Le basculement de l’intérêt stratégique sur l’Indo-Pacifique, va nécessairement impliquer le destin de la France, bien davantage que dans le conflit ukrainien où elle n’a fait que suivre une dangereuse ambition américano-euro-otanienne. Une cristallisation des oppositions, entre les deux volontés hégémoniques chinoise et étatsunienne, sur le prétexte taïwanais, devrait permettre à la France, impliquée cette fois territorialement, économiquement et, in fine, stratégiquement, de renouer avec une géopolitique souveraine. Il lui faudra donc adapter ses armées à cette dimension mondiale et à un théâtre d’opérations où les moyens qui auraient été envisagés en Centre-Europe n’ont plus aucune pertinence.
À la condition d’être mesurée et de rechercher l’appui de pays, partageant avec elle le souhait de ne pas sombrer dans la dépendance de l’un ou de l’autre des adversaires, la France pourrait tirer bénéfice de la crise qui s’annonce. Elle devrait évidemment s’exclure de l’OTAN, alliance non plus protectrice, mais outil militaire au service des seuls intérêts étatsuniens. Le recouvrement de sa dimension historique nécessite, de toute urgence, la sortie de l’UE et de tous ses accessoires.

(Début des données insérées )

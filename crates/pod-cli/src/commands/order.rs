use anyhow::{anyhow, Context, Result};

use pod_order::{Customer, Destination, Mode, Order, OrderClient, ShippingOption};

use super::ClientContext;

fn new_order(client: &OrderClient, destination: Destination, products: &[(String, u32)]) -> Result<Order> {
    let mut order = client.new_order().with_destination(destination);
    for (id, qty) in products {
        order
            .add_product(id, *qty)
            .with_context(|| format!("invalid product '{id}'"))?;
    }
    Ok(order)
}

fn print_options(options: &[ShippingOption]) {
    println!("options={}", options.len());
    for (i, o) in options.iter().enumerate() {
        println!(
            "option index={} name={:?} delivery={:?} price={:.2}",
            i,
            o.name(),
            o.delivery_estimate(),
            o.price()
        );
    }
}

pub fn quote(
    ctx: &ClientContext,
    destination: Destination,
    products: &[(String, u32)],
    dry_run: bool,
) -> Result<()> {
    let client = ctx.client()?;
    let mut order = new_order(&client, destination, products)?;

    let options = order
        .quote_shipping_options(dry_run)
        .context("SHIPPING_QUOTE_FAILED")?;

    println!("config_hash={}", ctx.loaded.config_hash);
    println!("dry_run={dry_run}");
    println!("product_count={}", order.product_count());
    print_options(&options);
    Ok(())
}

pub struct SubmitArgs {
    pub destination: Destination,
    pub customer: Customer,
    pub products: Vec<(String, u32)>,
    /// Cheapest option when `None`.
    pub shipping: Option<String>,
    pub dry_run: bool,
    pub poll_status: bool,
}

/// Exact name match, else the cheapest option (first one on a price tie).
fn choose<'a>(options: &'a [ShippingOption], wanted: Option<&str>) -> Result<&'a ShippingOption> {
    match wanted {
        Some(name) => options.iter().find(|o| o.name() == name).ok_or_else(|| {
            let available: Vec<&str> = options.iter().map(ShippingOption::name).collect();
            anyhow!(
                "SHIPPING_OPTION_NOT_FOUND: '{}' is not in the quote (available: {:?})",
                name,
                available
            )
        }),
        None => options
            .iter()
            .min_by(|a, b| a.price().total_cmp(&b.price()))
            .ok_or_else(|| anyhow!("SHIPPING_OPTION_NOT_FOUND: the provider returned no options")),
    }
}

pub fn submit(ctx: &ClientContext, args: SubmitArgs) -> Result<()> {
    let client = ctx.client()?;
    let mut order = new_order(&client, args.destination, &args.products)?
        .with_customer(args.customer);

    let options = order
        .quote_shipping_options(false)
        .context("SHIPPING_QUOTE_FAILED")?;
    let option = choose(&options, args.shipping.as_deref())?;
    order.select_shipping_option(option)?;

    let mode = Mode::from_dry_run(args.dry_run);
    let order_id = order.submit(args.dry_run).context("ORDER_SUBMIT_FAILED")?;

    println!("config_hash={}", ctx.loaded.config_hash);
    println!("mode={}", mode.as_str());
    println!("shipping={:?}", option.name());
    println!("product_count={}", order.product_count());
    println!("order_id={order_id}");

    if args.poll_status {
        let status = order.order_status().context("ORDER_STATUS_FAILED")?;
        println!("status={}", status.status.as_deref().unwrap_or(""));
        println!("tracking_type={}", status.tracking_type.as_deref().unwrap_or(""));
        println!("tracking_id={}", status.tracking_id.as_deref().unwrap_or(""));
    }
    Ok(())
}

#[cfg(test)]
mod tests {
    use super::*;

    fn opts() -> Vec<ShippingOption> {
        vec![
            ShippingOption::new("UPS Ground", "1-5 days", 7.5, 0).unwrap(),
            ShippingOption::new("USPS First Class Mail", "2-5 days", 0.0, 1).unwrap(),
            ShippingOption::new("Media Mail", "5-10 days", 0.0, 2).unwrap(),
        ]
    }

    #[test]
    fn choose_defaults_to_cheapest_first_on_tie() {
        let options = opts();
        assert_eq!(choose(&options, None).unwrap().name(), "USPS First Class Mail");
    }

    #[test]
    fn choose_by_exact_name() {
        let options = opts();
        assert_eq!(choose(&options, Some("UPS Ground")).unwrap().origin_index(), 0);
        let err = choose(&options, Some("ups ground")).unwrap_err().to_string();
        assert!(err.starts_with("SHIPPING_OPTION_NOT_FOUND"), "{err}");
    }

    #[test]
    fn choose_from_empty_quote_fails() {
        assert!(choose(&[], None).is_err());
    }
}
//! Scenario: an order reaches the provider at most once.
//!
//! # Invariants under test
//!
//! 1. A successful submit moves the order to `Submitted` with the returned id.
//! 2. A second submit fails with `AlreadySubmitted` and sends nothing.
//! 3. `dry_run` selects `Mode=Test` on the wire; otherwise `Mode=Live`.
//! 4. Preconditions are checked in a fixed order before anything is built.
//! 5. Any failure (remote, transport, unexpected reply) leaves the order
//!    `Open` and retryable, and nothing is retried automatically.

use pod_order::{
    Order, OrderClient, OrderError, Party, PreconditionError, RemoteError, RequestKind,
    SubmissionState, TransportError,
};
use pod_testkit::fixtures::{
    error_reply_xml, order_reply_xml, sample_customer, sample_destination, standard_quote_xml,
    TEST_ORDER_ID, TEST_PRODUCT_ID,
};
use pod_testkit::{scripted_client, ScriptedTransport};

fn ready_order() -> (std::sync::Arc<ScriptedTransport>, OrderClient, Order) {
    let (transport, client, _clock) = scripted_client();
    transport.push_reply(standard_quote_xml());
    let mut order = client
        .new_order()
        .with_destination(sample_destination())
        .with_customer(sample_customer());
    order.add_product(TEST_PRODUCT_ID, 1).unwrap();
    let options = order.quote_shipping_options(false).unwrap();
    order.select_shipping_option(&options[0]).unwrap();
    (transport, client, order)
}

// ---------------------------------------------------------------------------
// 1 + 2 + 3
// ---------------------------------------------------------------------------

#[test]
fn test_mode_submit_then_second_submit_is_refused() {
    let (transport, _client, mut order) = ready_order();
    transport.push_reply(order_reply_xml(TEST_ORDER_ID));

    let id = order.submit(true).unwrap();
    assert_eq!(id.as_str(), TEST_ORDER_ID);
    assert!(order.is_submitted());
    assert_eq!(order.order_id().unwrap(), &id);

    let wire = transport.last_sent().unwrap();
    assert_eq!(wire.kind(), RequestKind::Order);
    assert!(wire.canonical().contains("&Mode=Test&"), "{}", wire.canonical());
    assert!(wire
        .canonical()
        .contains("ShippingDescription=USPS+First+Class+Mail"));

    assert_eq!(
        order.submit(true).unwrap_err(),
        OrderError::Precondition(PreconditionError::AlreadySubmitted)
    );
    let live_retry = order.submit(false).unwrap_err();
    assert_eq!(
        live_retry.precondition(),
        Some(&PreconditionError::AlreadySubmitted)
    );
    assert_eq!(
        transport.sent_kinds(),
        vec![RequestKind::ShippingOptions, RequestKind::Order]
    );
}

#[test]
fn live_submit_sends_live_mode() {
    let (transport, _client, mut order) = ready_order();
    transport.push_reply(order_reply_xml("1234567"));

    let id = order.submit(false).unwrap();

    assert_eq!(id.as_str(), "1234567");
    assert!(transport.last_sent().unwrap().canonical().contains("&Mode=Live&"));
}

// ---------------------------------------------------------------------------
// 4: precondition order
// ---------------------------------------------------------------------------

#[test]
fn submit_preconditions_are_checked_in_order() {
    let (transport, client, _clock) = scripted_client();

    let mut order = client.new_order();
    assert_eq!(
        order.submit(true).unwrap_err(),
        OrderError::Precondition(PreconditionError::MissingParty(Party::Destination))
    );

    order.set_destination(sample_destination());
    assert_eq!(
        order.submit(true).unwrap_err(),
        OrderError::Precondition(PreconditionError::MissingParty(Party::Customer))
    );

    order.set_customer(sample_customer());
    assert_eq!(
        order.submit(true).unwrap_err(),
        OrderError::Precondition(PreconditionError::NoShippingOptionSelected)
    );

    assert_eq!(transport.sent_count(), 0);
}

#[test]
fn quoted_but_unselected_order_cannot_submit() {
    let (transport, _client, mut order) = ready_order();
    // Mutation drops the selection along with the quote.
    order.add_product("PX00ZOV6J1", 1).unwrap();

    assert_eq!(
        order.submit(true).unwrap_err(),
        OrderError::Precondition(PreconditionError::NoShippingOptionSelected)
    );
    assert_eq!(transport.sent_count(), 1);
}

// ---------------------------------------------------------------------------
// 5: failures leave the order open
// ---------------------------------------------------------------------------

#[test]
fn remote_rejection_leaves_order_open_and_retryable() {
    let (transport, _client, mut order) = ready_order();
    transport
        .push_reply(error_reply_xml(1, "Invalid Customer Address"))
        .push_reply(order_reply_xml(TEST_ORDER_ID));

    let err = order.submit(true).unwrap_err();
    assert_eq!(
        err,
        OrderError::Remote(RemoteError::Api {
            code: 1,
            message: "Invalid Customer Address".into()
        })
    );
    assert_eq!(order.state(), &SubmissionState::Open);
    assert!(order.selected_shipping_option().is_some());
    // One attempt per call, no automatic retry.
    assert_eq!(transport.pending(), 1);

    order.submit(true).unwrap();
    assert!(order.is_submitted());
}

#[test]
fn transport_failure_leaves_order_open() {
    let (transport, _client, mut order) = ready_order();
    transport.push_failure(TransportError::Status(503));

    assert_eq!(
        order.submit(false).unwrap_err(),
        OrderError::Transport(TransportError::Status(503))
    );
    assert!(!order.is_submitted());
    assert_eq!(
        order.order_id().unwrap_err(),
        OrderError::Precondition(PreconditionError::NotYetSubmitted)
    );
}

#[test]
fn reply_without_order_id_is_malformed() {
    let (transport, _client, mut order) = ready_order();
    transport.push_reply(
        "<Response><ErrorCode>0</ErrorCode><ErrorText>success</ErrorText></Response>",
    );

    let err = order.submit(true).unwrap_err();
    assert!(matches!(err, OrderError::Remote(RemoteError::Malformed(_))), "{err:?}");
    assert!(!order.is_submitted());
}

#[test]
fn submit_without_account_fails_before_sending() {
    let transport = std::sync::Arc::new(ScriptedTransport::new(None).unwrap());
    let client = OrderClient::new(transport.clone());
    transport.push_reply(standard_quote_xml());
    let mut order = client
        .new_order()
        .with_destination(sample_destination())
        .with_customer(sample_customer());
    order.add_product(TEST_PRODUCT_ID, 1).unwrap();
    // Quotes need no account.
    let options = order.quote_shipping_options(false).unwrap();
    order.select_shipping_option(&options[0]).unwrap();

    let err = order.submit(true).unwrap_err();
    assert!(matches!(err, OrderError::Transport(TransportError::Unavailable(_))), "{err:?}");
    assert_eq!(transport.sent_kinds(), vec![RequestKind::ShippingOptions]);
}
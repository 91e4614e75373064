//! Canned provider replies and sample parties.

use pod_order::{Customer, Destination};

/// Product id the provider documents for integration testing.
pub const TEST_PRODUCT_ID: &str = "PX00ZOV6J0";
/// Order id the provider returns for every `Mode=Test` submission.
pub const TEST_ORDER_ID: &str = "00000";

pub const TEST_USER_ID: &str = "fixture-shop@example.com";
pub const TEST_PASSWORD: &str = "fixture-password";

pub fn sample_destination() -> Destination {
    Destination::new("United States", "TX", "78755").expect("fixture destination is valid")
}

pub fn sample_customer() -> Customer {
    Customer::new("Austin Shop", None, &["123 Main St", "Suite 4"], "Austin")
        .expect("fixture customer is valid")
}

/// `(description, delivery time, price)` rows as the provider sends them.
pub fn quote_reply_xml(options: &[(&str, &str, &str)]) -> String {
    let mut body = String::from(
        "<?xml version=\"1.0\"?>\n<Response>\n  <ErrorCode>0</ErrorCode>\n  <ErrorText>success</ErrorText>\n",
    );
    for (description, delivery, price) in options {
        body.push_str(&format!(
            "  <Option>\n    <Description>{description}</Description>\n    \
             <DeliveryTime>{delivery}</DeliveryTime>\n    <Price>{price}</Price>\n  </Option>\n"
        ));
    }
    body.push_str("</Response>\n");
    body
}

/// A typical two-option domestic quote.
pub fn standard_quote_xml() -> String {
    quote_reply_xml(&[
        ("USPS First Class Mail", "2-5 business days", "0.00"),
        ("UPS Ground", "1-5 business days", "7.50"),
    ])
}

pub fn order_reply_xml(order_id: &str) -> String {
    format!(
        "<Response><ErrorCode>0</ErrorCode><ErrorText>success</ErrorText>\
         <OrderId>{order_id}</OrderId></Response>"
    )
}

pub fn status_reply_xml(
    status: Option<&str>,
    tracking_type: Option<&str>,
    tracking_id: Option<&str>,
) -> String {
    let mut body = String::from("<Response><ErrorCode>0</ErrorCode><ErrorText>success</ErrorText>");
    for (tag, value) in [
        ("OrderStatus", status),
        ("TrackingType", tracking_type),
        ("TrackingId", tracking_id),
    ] {
        if let Some(v) = value {
            body.push_str(&format!("<{tag}>{v}</{tag}>"));
        }
    }
    body.push_str("</Response>");
    body
}

pub fn error_reply_xml(code: i64, text: &str) -> String {
    format!("<Response><ErrorCode>{code}</ErrorCode><ErrorText>{text}</ErrorText></Response>")
}
//! pod-http
//!
//! Query-string-over-HTTP(S) implementation of `pod_order::Transport`,
//! plus the best-effort postal code geocoder.
//!
//! Blocking reqwest throughout; calls made from a multi-thread tokio runtime
//! are moved off the async worker with `block_in_place`.

mod blocking;
mod geocode;
mod query;
mod reply;
mod transport;

pub use geocode::{GeocodeResolver, GeocodeSettings, DEFAULT_GEOCODE_ENDPOINT};
pub use query::Credentials;
pub use reply::parse as parse_reply;
pub use transport::{
    HttpQueryTransport, HttpSettings, Scheme, DEFAULT_ENDPOINT, DEFAULT_MAX_QUERY_LEN,
};
//! The order aggregate.
//!
//! State machine:
//!
//! ```text
//!            add/remove/set_destination (clears quote + selection)
//!               ┌──────────────┐
//!               v              │
//!  Open ──quote──> Open+Quote ─┘ ──select──> Open+Quote+Selection ──submit──> Submitted
//! ```
//!
//! `Submitted` is terminal for submission: a second `submit` fails with
//! `AlreadySubmitted` and the stored order id never changes. A failed submit
//! (remote or transport) leaves the order `Open` with its quote and selection
//! intact, so the caller can decide whether to retry.
//!
//! An `Order` is single-owner. The only shared state is the reply cache, which
//! is reached through the owning [`OrderClient`].

use std::fmt;
use std::sync::{Arc, LazyLock};

use regex::Regex;

use crate::cache::{CacheTtls, CachedReply, ReplyCache};
use crate::error::{OrderError, Party, PreconditionError, SelectionError, ValidationError};
use crate::party::{Customer, Destination};
use crate::response::{OrderId, OrderStatus};
use crate::shipping::{QuoteToken, ShippingOption};
use crate::transport::{
    Mode, OutboundRequest, QuoteRequest, RemoteError, Reply, StatusRequest, SubmitRequest,
    Transport,
};

static PRODUCT_ID_PATTERN: LazyLock<Regex> =
    LazyLock::new(|| Regex::new(r"^\w+$").expect("invalid product id regex pattern"));

// ---------------------------------------------------------------------------
// Products
// ---------------------------------------------------------------------------

/// Provider catalogue id, e.g. `PX00ZOV6J0`.
#[derive(Debug, Clone, PartialEq, Eq, Hash, PartialOrd, Ord)]
pub struct ProductId(String);

impl ProductId {
    pub fn new(raw: impl Into<String>) -> Result<Self, ValidationError> {
        let raw = raw.into();
        if raw.is_empty() {
            return Err(ValidationError::new("product_id", "is required"));
        }
        if !PRODUCT_ID_PATTERN.is_match(&raw) {
            return Err(ValidationError::new(
                "product_id",
                "must contain only letters, digits and underscores",
            ));
        }
        Ok(Self(raw))
    }

    pub fn as_str(&self) -> &str {
        &self.0
    }
}

impl fmt::Display for ProductId {
    fn fmt(&self, f: &mut fmt::Formatter<'_>) -> fmt::Result {
        f.write_str(&self.0)
    }
}

/// One product and how many copies of it. Quantity is always >= 1.
#[derive(Debug, Clone, PartialEq, Eq)]
pub struct ProductLine {
    product_id: ProductId,
    quantity: u32,
}

impl ProductLine {
    pub fn new(product_id: ProductId, quantity: u32) -> Result<Self, ValidationError> {
        if quantity == 0 {
            return Err(ValidationError::new("quantity", "must be a positive integer"));
        }
        Ok(Self {
            product_id,
            quantity,
        })
    }

    pub fn product_id(&self) -> &ProductId {
        &self.product_id
    }

    pub fn quantity(&self) -> u32 {
        self.quantity
    }
}

// ---------------------------------------------------------------------------
// Client
// ---------------------------------------------------------------------------

/// Factory for orders that share one transport and one reply cache.
#[derive(Clone)]
pub struct OrderClient {
    transport: Arc<dyn Transport>,
    cache: Arc<ReplyCache>,
    ttls: CacheTtls,
}

impl OrderClient {
    pub fn new(transport: Arc<dyn Transport>) -> Self {
        Self {
            transport,
            cache: Arc::new(ReplyCache::new()),
            ttls: CacheTtls::default(),
        }
    }

    /// Share `cache` with other clients in the process.
    pub fn with_cache(mut self, cache: Arc<ReplyCache>) -> Self {
        self.cache = cache;
        self
    }

    pub fn with_ttls(mut self, ttls: CacheTtls) -> Self {
        self.ttls = ttls;
        self
    }

    pub fn cache(&self) -> &Arc<ReplyCache> {
        &self.cache
    }

    pub fn ttls(&self) -> CacheTtls {
        self.ttls
    }

    pub fn new_order(&self) -> Order {
        Order {
            transport: Arc::clone(&self.transport),
            cache: Arc::clone(&self.cache),
            ttls: self.ttls,
            destination: None,
            customer: None,
            products: Vec::new(),
            shipping_options: None,
            selected: None,
            state: SubmissionState::Open,
        }
    }
}

impl fmt::Debug for OrderClient {
    fn fmt(&self, f: &mut fmt::Formatter<'_>) -> fmt::Result {
        f.debug_struct("OrderClient")
            .field("transport", &self.transport.name())
            .field("cache", &self.cache)
            .field("ttls", &self.ttls)
            .finish()
    }
}

// ---------------------------------------------------------------------------
// Order
// ---------------------------------------------------------------------------

#[derive(Debug, Clone, PartialEq, Eq)]
pub enum SubmissionState {
    Open,
    Submitted { order_id: OrderId },
}

pub struct Order {
    transport: Arc<dyn Transport>,
    cache: Arc<ReplyCache>,
    ttls: CacheTtls,

    destination: Option<Destination>,
    customer: Option<Customer>,
    /// Unique by product id, in first-added order.
    products: Vec<ProductLine>,
    /// `Some` only after a successful quote for the current destination + products.
    shipping_options: Option<Vec<ShippingOption>>,
    /// Index into `shipping_options`.
    selected: Option<usize>,
    state: SubmissionState,
}

impl Order {
    // -- builders ------------------------------------------------------------

    pub fn with_destination(mut self, destination: Destination) -> Self {
        self.set_destination(destination);
        self
    }

    pub fn with_customer(mut self, customer: Customer) -> Self {
        self.set_customer(customer);
        self
    }

    // -- mutators ------------------------------------------------------------

    /// Adds `quantity` copies of `product_id`, merging into an existing line.
    pub fn add_product(&mut self, product_id: &str, quantity: u32) -> Result<&mut Self, OrderError> {
        let id = ProductId::new(product_id)?;
        if quantity == 0 {
            return Err(ValidationError::new("quantity", "must be a positive integer").into());
        }

        match self.products.iter_mut().find(|l| l.product_id == id) {
            Some(line) => {
                line.quantity = line.quantity.checked_add(quantity).ok_or_else(|| {
                    ValidationError::new("quantity", format!("too many copies of {id}"))
                })?;
            }
            None => self.products.push(ProductLine::new(id, quantity)?),
        }

        self.invalidate_quote();
        Ok(self)
    }

    /// Removes `quantity` copies of `product_id`; `None` removes the whole line.
    /// Unknown ids are ignored.
    pub fn remove_product(&mut self, product_id: &str, quantity: Option<u32>) -> &mut Self {
        if let Some(pos) = self.products.iter().position(|l| l.product_id.as_str() == product_id) {
            let line = &mut self.products[pos];
            match quantity {
                Some(n) if n < line.quantity => line.quantity -= n,
                _ => {
                    self.products.remove(pos);
                }
            }
        }
        self.invalidate_quote();
        self
    }

    pub fn set_destination(&mut self, destination: Destination) -> &mut Self {
        self.destination = Some(destination);
        self.invalidate_quote();
        self
    }

    /// The customer is not part of a quote, so the live quote survives.
    pub fn set_customer(&mut self, customer: Customer) -> &mut Self {
        self.customer = Some(customer);
        self
    }

    fn invalidate_quote(&mut self) {
        self.shipping_options = None;
        self.selected = None;
    }

    // -- quoting -------------------------------------------------------------

    /// Fetches (or reads from cache) the shipping options for the current
    /// destination and products, and makes them the live quote.
    ///
    /// With `dry_run` the request is built and checked, then an empty list is
    /// returned without touching the network, the cache, or the live quote.
    pub fn quote_shipping_options(&mut self, dry_run: bool) -> Result<Vec<ShippingOption>, OrderError> {
        let destination = self
            .destination
            .clone()
            .ok_or(PreconditionError::NoDestination)?;
        if self.product_count() == 0 {
            return Err(PreconditionError::NoProducts.into());
        }

        let request = OutboundRequest::Quote(QuoteRequest {
            destination,
            products: self.sorted_products(),
        });
        let wire = self.transport.build_request(&request)?;

        if dry_run {
            tracing::debug!(request = wire.canonical(), "dry run: shipping quote not sent");
            return Ok(Vec::new());
        }

        let key = wire.fingerprint();
        let options = match self.cache.get(&key) {
            Some(CachedReply::Quote(options)) => {
                tracing::debug!(key = key.short(), options = options.len(), "shipping quote cache hit");
                options
            }
            _ => {
                tracing::debug!(key = key.short(), "shipping quote cache miss");
                let options = match self.transport.exchange(&wire)? {
                    Reply::Quote(options) => options,
                    other => return Err(unexpected_reply("shipping quote", &other).into()),
                };
                self.cache.put(
                    key,
                    CachedReply::Quote(options.clone()),
                    self.ttls.shipping_quote,
                );
                tracing::info!(options = options.len(), "shipping quote received");
                options
            }
        };

        let token = QuoteToken::next();
        let live: Vec<ShippingOption> = options.iter().map(|o| o.stamped(token)).collect();
        self.shipping_options = Some(live.clone());
        self.selected = None;
        Ok(live)
    }

    /// Picks `option`, which must be one of the options returned by the most
    /// recent quote on this order.
    pub fn select_shipping_option(&mut self, option: &ShippingOption) -> Result<(), OrderError> {
        let live = match &self.shipping_options {
            Some(live) if !live.is_empty() => live,
            _ => return Err(SelectionError::NoLiveQuote.into()),
        };
        let idx = live.iter().position(|o| o == option).ok_or_else(|| {
            SelectionError::NotFromLiveQuote {
                name: option.name().to_string(),
            }
        })?;
        self.selected = Some(idx);
        Ok(())
    }

    // -- submission ----------------------------------------------------------

    /// Sends the order. `dry_run` submits in the provider's test mode.
    ///
    /// Not retried on failure: the provider does not deduplicate orders.
    pub fn submit(&mut self, dry_run: bool) -> Result<OrderId, OrderError> {
        if let SubmissionState::Submitted { .. } = self.state {
            return Err(PreconditionError::AlreadySubmitted.into());
        }
        let destination = self
            .destination
            .clone()
            .ok_or(PreconditionError::MissingParty(Party::Destination))?;
        let customer = self
            .customer
            .clone()
            .ok_or(PreconditionError::MissingParty(Party::Customer))?;
        let option = self
            .selected_shipping_option()
            .ok_or(PreconditionError::NoShippingOptionSelected)?;
        if self.product_count() == 0 {
            return Err(PreconditionError::NoProducts.into());
        }

        let mode = Mode::from_dry_run(dry_run);
        let request = OutboundRequest::Submit(SubmitRequest {
            mode,
            customer,
            destination,
            shipping_description: option.name().to_string(),
            products: self.sorted_products(),
        });
        let wire = self.transport.build_request(&request)?;

        let order_id = match self.transport.exchange(&wire)? {
            Reply::Submitted(confirmation) => confirmation.into_order_id(),
            other => return Err(unexpected_reply("order confirmation", &other).into()),
        };

        tracing::info!(order_id = %order_id, mode = mode.as_str(), "order submitted");
        self.state = SubmissionState::Submitted {
            order_id: order_id.clone(),
        };
        Ok(order_id)
    }

    /// Current provider status. Cached per order id for the status TTL.
    pub fn order_status(&self) -> Result<OrderStatus, OrderError> {
        let order_id = self.order_id()?.clone();
        let wire = self
            .transport
            .build_request(&OutboundRequest::Status(StatusRequest { order_id }))?;

        let key = wire.fingerprint();
        if let Some(CachedReply::Status(status)) = self.cache.get(&key) {
            tracing::debug!(key = key.short(), "order status cache hit");
            return Ok(status);
        }

        let status = match self.transport.exchange(&wire)? {
            Reply::Status(status) => status,
            other => return Err(unexpected_reply("order status", &other).into()),
        };
        self.cache.put(
            key,
            CachedReply::Status(status.clone()),
            self.ttls.order_status,
        );
        Ok(status)
    }

    // -- accessors -----------------------------------------------------------

    pub fn product_count(&self) -> u64 {
        self.products.iter().map(|l| u64::from(l.quantity)).sum()
    }

    pub fn products(&self) -> &[ProductLine] {
        &self.products
    }

    pub fn destination(&self) -> Option<&Destination> {
        self.destination.as_ref()
    }

    pub fn customer(&self) -> Option<&Customer> {
        self.customer.as_ref()
    }

    /// The live quote, if any.
    pub fn shipping_options(&self) -> Option<&[ShippingOption]> {
        self.shipping_options.as_deref()
    }

    pub fn selected_shipping_option(&self) -> Option<&ShippingOption> {
        let idx = self.selected?;
        self.shipping_options.as_ref()?.get(idx)
    }

    pub fn state(&self) -> &SubmissionState {
        &self.state
    }

    pub fn is_submitted(&self) -> bool {
        matches!(self.state, SubmissionState::Submitted { .. })
    }

    pub fn order_id(&self) -> Result<&OrderId, OrderError> {
        match &self.state {
            SubmissionState::Submitted { order_id } => Ok(order_id),
            SubmissionState::Open => Err(PreconditionError::NotYetSubmitted.into()),
        }
    }

    fn sorted_products(&self) -> Vec<ProductLine> {
        let mut lines = self.products.clone();
        lines.sort_by(|a, b| a.product_id.cmp(&b.product_id));
        lines
    }
}

impl fmt::Debug for Order {
    fn fmt(&self, f: &mut fmt::Formatter<'_>) -> fmt::Result {
        f.debug_struct("Order")
            .field("transport", &self.transport.name())
            .field("destination", &self.destination)
            .field("customer", &self.customer)
            .field("products", &self.products)
            .field("shipping_options", &self.shipping_options)
            .field("selected", &self.selected)
            .field("state", &self.state)
            .finish()
    }
}

fn unexpected_reply(expected: &str, got: &Reply) -> RemoteError {
    RemoteError::Malformed(format!("expected {expected}, got {}", got.describe()))
}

Cette organisation internationale, véritable étouffoir des nations, et par voie de conséquence, de la politique étrangère des nations-membres, confirme l’inefficacité des discours pompeux des responsables gouvernementaux. Précisément, dans cette même optique, la France pourrait, avec des partenaires accueillis parmi ses nombreux voisins, et au delà, désireux de bâtir un monde plus équilibré, poursuivre une volonté de donner, à nouveau, tout son sens à l’Organisation des Nations Unies et à la liberté des nations.
Ajoutons qu’une telle politique, susceptible de rendre à la France l’aura qui était la sienne, il y a peu, aiderait certainement à réduire les tensions internes qu’elle connaît et à renouveler fondamentalement son organisation administrative et sa politique économique, migratoire et sociale.
La fierté nationale est le meilleur ferment d’unité. Elle est la confirmation de la puissance et repose sur la confiance en soi.
Henri ROURE
Officier général, Saint-Cyrien, breveté de l’enseignement militaire supérieur, docteur d’État en Sciences politiques, Henri Roure a fait sa carrière dans les Troupes de Marine. Il a notamment servi en Afrique et en état-major dans les Relations internationales. Il est membre du Cercle de Réflexion Interarmées, conseiller pour les questions africaines et géopolitiques et conférencier. Il est auteur d’une douzaine d’ouvrages et de nombreux articles.
[1] Jean Goychman; art paru le 26/08/25 sous le titre « Vers une épreuve de vérité? »
La France détient la quatrième réserve mondiale d’or avec 2437 tonnes. Elle couvrirait 90% de la valeur du franc retrouvé après une une dévaluation de 25%.